__What is being asked__
Below are some entries. Copy each line that holds the string "RequirementFilter".

__Dataset content__
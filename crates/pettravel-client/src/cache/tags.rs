//! Typed cache tags.

use std::fmt;

/// Resource families that cached reads can depend on.
#[derive(Debug, Clone, Copy, PartialEq, Eq, Hash, PartialOrd, Ord)]
pub enum TagType {
    Profile,
    Countries,
    PetTypes,
    Requirements,
    Queries,
    Pets,
    TravelPlans,
}

impl TagType {
    pub const ALL: [TagType; 7] = [
        Self::Profile,
        Self::Countries,
        Self::PetTypes,
        Self::Requirements,
        Self::Queries,
        Self::Pets,
        Self::TravelPlans,
    ];

    pub fn as_str(self) -> &'static str {
        match self {
            Self::Profile => "Profile",
            Self::Countries => "Countries",
            Self::PetTypes => "PetTypes",
            Self::Requirements => "Requirements",
            Self::Queries => "Queries",
            Self::Pets => "Pets",
            Self::TravelPlans => "TravelPlans",
        }
    }
}

/// Identifier narrowing a tag to part of a resource family.
#[derive(Debug, Clone, Copy, PartialEq, Eq, Hash, PartialOrd, Ord)]
pub enum TagId {
    /// The collection as a whole; changes on create and delete.
    List,
    /// A single entity.
    Id(u64),
    /// Everything scoped to one travel plan.
    Plan(u64),
}

impl fmt::Display for TagId {
    fn fmt(&self, f: &mut fmt::Formatter<'_>) -> fmt::Result {
        match self {
            Self::List => f.write_str("LIST"),
            Self::Id(id) => write!(f, "{id}"),
            Self::Plan(id) => write!(f, "plan-{id}"),
        }
    }
}

/// A resource type, optionally narrowed to an id.
#[derive(Debug, Clone, Copy, PartialEq, Eq, Hash, PartialOrd, Ord)]
pub struct Tag {
    pub kind: TagType,
    pub id: Option<TagId>,
}

impl Tag {
    /// Tag covering the whole resource type.
    pub const fn of(kind: TagType) -> Self {
        Self { kind, id: None }
    }

    pub const fn list(kind: TagType) -> Self {
        Self {
            kind,
            id: Some(TagId::List),
        }
    }

    pub const fn item(kind: TagType, id: u64) -> Self {
        Self {
            kind,
            id: Some(TagId::Id(id)),
        }
    }

    pub const fn plan_scoped(kind: TagType, plan_id: u64) -> Self {
        Self {
            kind,
            id: Some(TagId::Plan(plan_id)),
        }
    }

    /// Whether invalidating `self` invalidates a read that provided `provided`.
    ///
    /// A bare type tag hits every tag of that type; a tag with an id only
    /// hits the identical tag.
    pub fn invalidates(&self, provided: &Tag) -> bool {
        if self.kind != provided.kind {
            return false;
        }
        match self.id {
            None => true,
            Some(id) => provided.id == Some(id),
        }
    }
}

impl fmt::Display for Tag {
    fn fmt(&self, f: &mut fmt::Formatter<'_>) -> fmt::Result {
        match self.id {
            None => f.write_str(self.kind.as_str()),
            Some(id) => write!(f, "{}:{id}", self.kind.as_str()),
        }
    }
}

#[cfg(test)]
mod tests {
    use super::*;

    #[test]
    fn test_display() {
        assert_eq!(Tag::of(TagType::Requirements).to_string(), "Requirements");
        assert_eq!(Tag::list(TagType::Requirements).to_string(), "Requirements:LIST");
        assert_eq!(Tag::item(TagType::Requirements, 7).to_string(), "Requirements:7");
        assert_eq!(
            Tag::plan_scoped(TagType::Requirements, 7).to_string(),
            "Requirements:plan-7"
        );
    }

    #[test]
    fn test_type_tag_hits_every_id() {
        let bare = Tag::of(TagType::Pets);
        assert!(bare.invalidates(&Tag::of(TagType::Pets)));
        assert!(bare.invalidates(&Tag::list(TagType::Pets)));
        assert!(bare.invalidates(&Tag::item(TagType::Pets, 3)));
        assert!(!bare.invalidates(&Tag::item(TagType::TravelPlans, 3)));
    }

    #[test]
    fn test_id_tags_are_specific() {
        let list = Tag::list(TagType::Requirements);
        assert!(list.invalidates(&Tag::list(TagType::Requirements)));
        assert!(!list.invalidates(&Tag::item(TagType::Requirements, 5)));
        assert!(!list.invalidates(&Tag::of(TagType::Requirements)));

        let item = Tag::item(TagType::Requirements, 7);
        assert!(item.invalidates(&Tag::item(TagType::Requirements, 7)));
        assert!(!item.invalidates(&Tag::item(TagType::Requirements, 5)));
        assert!(!item.invalidates(&Tag::plan_scoped(TagType::Requirements, 7)));
    }
}
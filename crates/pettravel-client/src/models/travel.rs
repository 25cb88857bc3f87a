use serde::{Deserialize, Serialize};

#[derive(Debug, Clone, PartialEq, Eq, Serialize, Deserialize)]
pub struct Country {
    pub id: u64,
    pub name: String,
    pub code: String,
    #[serde(default, skip_serializing_if = "Option::is_none")]
    pub flag_url: Option<String>,
}

#[derive(Debug, Clone, PartialEq, Eq, Serialize, Deserialize)]
pub struct PetType {
    pub id: u64,
    pub name: String,
    #[serde(default, skip_serializing_if = "Option::is_none")]
    pub species: Option<String>,
    #[serde(default, skip_serializing_if = "Option::is_none")]
    pub description: Option<String>,
}

/// Entry requirement for a pet type travelling to a country.
#[derive(Debug, Clone, PartialEq, Serialize, Deserialize)]
pub struct Requirement {
    pub id: u64,
    pub country: u64,
    pub pet_type: u64,
    pub description: String,
    #[serde(default)]
    pub details: String,
    #[serde(default)]
    pub documentation_needed: Vec<String>,
    /// Days before departure within which the requirement must be met.
    #[serde(default)]
    pub validity_period: u32,
    #[serde(default)]
    pub is_mandatory: bool,
    #[serde(default)]
    pub created_at: String,
    #[serde(default)]
    pub updated_at: String,
}

/// Body for creating or replacing a catalogue requirement.
#[derive(Debug, Clone, Serialize, Deserialize)]
pub struct RequirementInput {
    pub country: u64,
    pub pet_type: u64,
    pub description: String,
    #[serde(default)]
    pub details: String,
    #[serde(default)]
    pub documentation_needed: Vec<String>,
    #[serde(default)]
    pub validity_period: u32,
    #[serde(default)]
    pub is_mandatory: bool,
}

/// Filter for the requirement catalogue.
#[derive(Debug, Clone, Copy, Default, PartialEq, Eq, Hash)]
pub struct RequirementFilter {
    pub country: Option<u64>,
    pub pet_type: Option<u64>,
    pub is_mandatory: Option<bool>,
}

impl RequirementFilter {
    pub fn query_pairs(&self) -> Vec<(String, String)> {
        let mut pairs = Vec::new();
        if let Some(country) = self.country {
            pairs.push(("country".to_string(), country.to_string()));
        }
        if let Some(pet_type) = self.pet_type {
            pairs.push(("pet_type".to_string(), pet_type.to_string()));
        }
        if let Some(mandatory) = self.is_mandatory {
            pairs.push(("is_mandatory".to_string(), mandatory.to_string()));
        }
        pairs
    }
}

/// A question put to the travel assistant and its answer.
#[derive(Debug, Clone, PartialEq, Serialize, Deserialize)]
pub struct UserQuery {
    pub id: u64,
    #[serde(default)]
    pub user: Option<u64>,
    pub origin_country: u64,
    pub destination_country: u64,
    pub pet_type: u64,
    pub query: String,
    #[serde(default)]
    pub response: String,
    #[serde(default, skip_serializing_if = "Option::is_none")]
    pub conversation_id: Option<String>,
    #[serde(default, skip_serializing_if = "Option::is_none")]
    pub feedback_rating: Option<u8>,
    #[serde(default, skip_serializing_if = "Option::is_none")]
    pub feedback_comments: Option<String>,
    #[serde(default)]
    pub created_at: String,
}

#[derive(Debug, Clone, Serialize, Deserialize)]
pub struct CreateUserQueryRequest {
    pub origin_country: u64,
    pub destination_country: u64,
    pub pet_type: u64,
    pub query: String,
    #[serde(skip_serializing_if = "Option::is_none")]
    pub conversation_id: Option<String>,
}

#[derive(Debug, Clone, Serialize, Deserialize)]
pub struct QueryFeedbackRequest {
    /// 1 to 5.
    pub feedback_rating: u8,
    #[serde(skip_serializing_if = "Option::is_none")]
    pub feedback_comments: Option<String>,
}

#[cfg(test)]
mod tests {
    use super::*;

    #[test]
    fn test_requirement_filter_pairs() {
        let filter = RequirementFilter {
            country: Some(4),
            pet_type: None,
            is_mandatory: Some(false),
        };
        assert_eq!(
            filter.query_pairs(),
            vec![
                ("country".to_string(), "4".to_string()),
                ("is_mandatory".to_string(), "false".to_string())
            ]
        );
    }
}
//! Client-side form validation.
//!
//! Checks run before a request is sent, producing field errors in the same
//! `field -> messages` shape as [`ApiError::Validation`](crate::ApiError).

use std::collections::BTreeMap;
use std::sync::LazyLock;

use regex::Regex;

use crate::models::{ChangePasswordRequest, PasswordResetConfirmRequest, RegisterRequest};

// =============================================================================
// Patterns
// =============================================================================

static USERNAME_REGEX: LazyLock<Regex> =
    LazyLock::new(|| Regex::new(r"^[A-Za-z0-9_]+$").expect("Invalid username regex"));

static EMAIL_REGEX: LazyLock<Regex> = LazyLock::new(|| {
    Regex::new(r"^[A-Za-z0-9.!#$%&'*+/=?^_`{|}~-]+@[A-Za-z0-9](?:[A-Za-z0-9-]*[A-Za-z0-9])?(?:\.[A-Za-z0-9](?:[A-Za-z0-9-]*[A-Za-z0-9])?)+$")
        .expect("Invalid email regex")
});

static LOWERCASE_REGEX: LazyLock<Regex> =
    LazyLock::new(|| Regex::new(r"[a-z]").expect("Invalid lowercase regex"));

static UPPERCASE_REGEX: LazyLock<Regex> =
    LazyLock::new(|| Regex::new(r"[A-Z]").expect("Invalid uppercase regex"));

static DIGIT_REGEX: LazyLock<Regex> =
    LazyLock::new(|| Regex::new(r"\d").expect("Invalid digit regex"));

static SPECIAL_REGEX: LazyLock<Regex> =
    LazyLock::new(|| Regex::new(r#"[!@#$%^&*(),.?":{}|<>]"#).expect("Invalid special char regex"));

pub const MIN_PASSWORD_LEN: usize = 8;
pub const MIN_USERNAME_LEN: usize = 3;
pub const MAX_USERNAME_LEN: usize = 29;

/// Field name to messages.
pub type FieldErrors = BTreeMap<String, Vec<String>>;

// =============================================================================
// Password strength
// =============================================================================

/// One password rule.
#[derive(Debug, Clone, Copy, PartialEq, Eq, Hash)]
pub enum PasswordRule {
    Length,
    Lowercase,
    Uppercase,
    Digit,
    Special,
}

impl PasswordRule {
    pub const ALL: [PasswordRule; 5] = [
        Self::Length,
        Self::Lowercase,
        Self::Uppercase,
        Self::Digit,
        Self::Special,
    ];

    pub fn label(self) -> &'static str {
        match self {
            Self::Length => "At least 8 characters",
            Self::Lowercase => "One lowercase letter",
            Self::Uppercase => "One uppercase letter",
            Self::Digit => "One number",
            Self::Special => "One special character",
        }
    }

    /// Message reported when the rule is not met.
    pub fn error_message(self) -> &'static str {
        match self {
            Self::Length => "Password must be at least 8 characters",
            Self::Lowercase => "Password must contain at least one lowercase letter",
            Self::Uppercase => "Password must contain at least one uppercase letter",
            Self::Digit => "Password must contain at least one number",
            Self::Special => "Password must contain at least one special character",
        }
    }

    pub fn is_met(self, password: &str) -> bool {
        match self {
            Self::Length => password.chars().count() >= MIN_PASSWORD_LEN,
            Self::Lowercase => LOWERCASE_REGEX.is_match(password),
            Self::Uppercase => UPPERCASE_REGEX.is_match(password),
            Self::Digit => DIGIT_REGEX.is_match(password),
            Self::Special => SPECIAL_REGEX.is_match(password),
        }
    }
}

#[derive(Debug, Clone, Copy, PartialEq, Eq, PartialOrd, Ord)]
pub enum StrengthLevel {
    VeryWeak,
    Weak,
    Fair,
    Good,
    Strong,
}

impl StrengthLevel {
    fn from_percentage(percentage: u8) -> Self {
        match percentage {
            0..=20 => Self::VeryWeak,
            21..=40 => Self::Weak,
            41..=60 => Self::Fair,
            61..=80 => Self::Good,
            _ => Self::Strong,
        }
    }

    pub fn as_str(self) -> &'static str {
        match self {
            Self::VeryWeak => "very weak",
            Self::Weak => "weak",
            Self::Fair => "fair",
            Self::Good => "good",
            Self::Strong => "strong",
        }
    }
}

/// Result of scoring a password against every [`PasswordRule`].
#[derive(Debug, Clone, PartialEq, Eq)]
pub struct PasswordStrength {
    pub rules: Vec<(PasswordRule, bool)>,
    pub percentage: u8,
    pub level: StrengthLevel,
}

impl PasswordStrength {
    pub fn evaluate(password: &str) -> Self {
        let rules: Vec<(PasswordRule, bool)> = PasswordRule::ALL
            .into_iter()
            .map(|rule| (rule, rule.is_met(password)))
            .collect();
        let met = rules.iter().filter(|(_, ok)| *ok).count();
        let percentage = (met * 100 / PasswordRule::ALL.len()) as u8;
        Self {
            rules,
            percentage,
            level: StrengthLevel::from_percentage(percentage),
        }
    }

    pub fn is_acceptable(&self) -> bool {
        self.rules.iter().all(|(_, ok)| *ok)
    }

    pub fn unmet(&self) -> impl Iterator<Item = PasswordRule> + '_ {
        self.rules.iter().filter(|(_, ok)| !ok).map(|(rule, _)| *rule)
    }
}

// =============================================================================
// Form validation
// =============================================================================

fn push(errors: &mut FieldErrors, field: &str, message: impl Into<String>) {
    errors
        .entry(field.to_string())
        .or_default()
        .push(message.into());
}

pub fn is_valid_email(email: &str) -> bool {
    EMAIL_REGEX.is_match(email.trim())
}

fn check_email(errors: &mut FieldErrors, field: &str, email: &str) {
    if email.trim().is_empty() {
        push(errors, field, "Email is required");
    } else if !is_valid_email(email) {
        push(errors, field, "Please enter a valid email address");
    }
}

fn check_new_password(
    errors: &mut FieldErrors,
    field: &str,
    confirm_field: &str,
    password: &str,
    confirm: &str,
) {
    for rule in PasswordStrength::evaluate(password).unmet() {
        push(errors, field, rule.error_message());
    }
    if confirm.is_empty() {
        push(errors, confirm_field, "Please confirm your password");
    } else if password != confirm {
        push(errors, confirm_field, "Passwords do not match");
    }
}

fn into_result(errors: FieldErrors) -> Result<(), FieldErrors> {
    if errors.is_empty() { Ok(()) } else { Err(errors) }
}

pub fn validate_registration(request: &RegisterRequest) -> Result<(), FieldErrors> {
    let mut errors = FieldErrors::new();

    let username = request.username.trim();
    let len = username.chars().count();
    if len < MIN_USERNAME_LEN {
        push(&mut errors, "username", "Username must be at least 3 characters");
    } else if len > MAX_USERNAME_LEN {
        push(&mut errors, "username", "Username must be less than 30 characters");
    }
    if !username.is_empty() && !USERNAME_REGEX.is_match(username) {
        push(
            &mut errors,
            "username",
            "Username can only contain letters, numbers, and underscores",
        );
    }

    check_email(&mut errors, "email", &request.email);
    check_new_password(
        &mut errors,
        "password",
        "password_confirm",
        &request.password,
        &request.password_confirm,
    );
    into_result(errors)
}

pub fn validate_password_change(request: &ChangePasswordRequest) -> Result<(), FieldErrors> {
    let mut errors = FieldErrors::new();
    if request.old_password.is_empty() {
        push(&mut errors, "old_password", "Current password is required");
    }
    check_new_password(
        &mut errors,
        "new_password",
        "new_password_confirm",
        &request.new_password,
        &request.new_password_confirm,
    );
    into_result(errors)
}

pub fn validate_password_reset(request: &PasswordResetConfirmRequest) -> Result<(), FieldErrors> {
    let mut errors = FieldErrors::new();
    if request.token.trim().is_empty() {
        push(&mut errors, "token", "Reset token is required");
    }
    check_new_password(
        &mut errors,
        "password",
        "password_confirm",
        &request.password,
        &request.password_confirm,
    );
    into_result(errors)
}

pub fn validate_login(email: &str, password: &str) -> Result<(), FieldErrors> {
    let mut errors = FieldErrors::new();
    check_email(&mut errors, "email", email);
    if password.is_empty() {
        push(&mut errors, "password", "Password is required");
    }
    into_result(errors)
}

__Answer to this problem__
pub struct RequirementFilter {
impl RequirementFilter {
        let filter = RequirementFilter {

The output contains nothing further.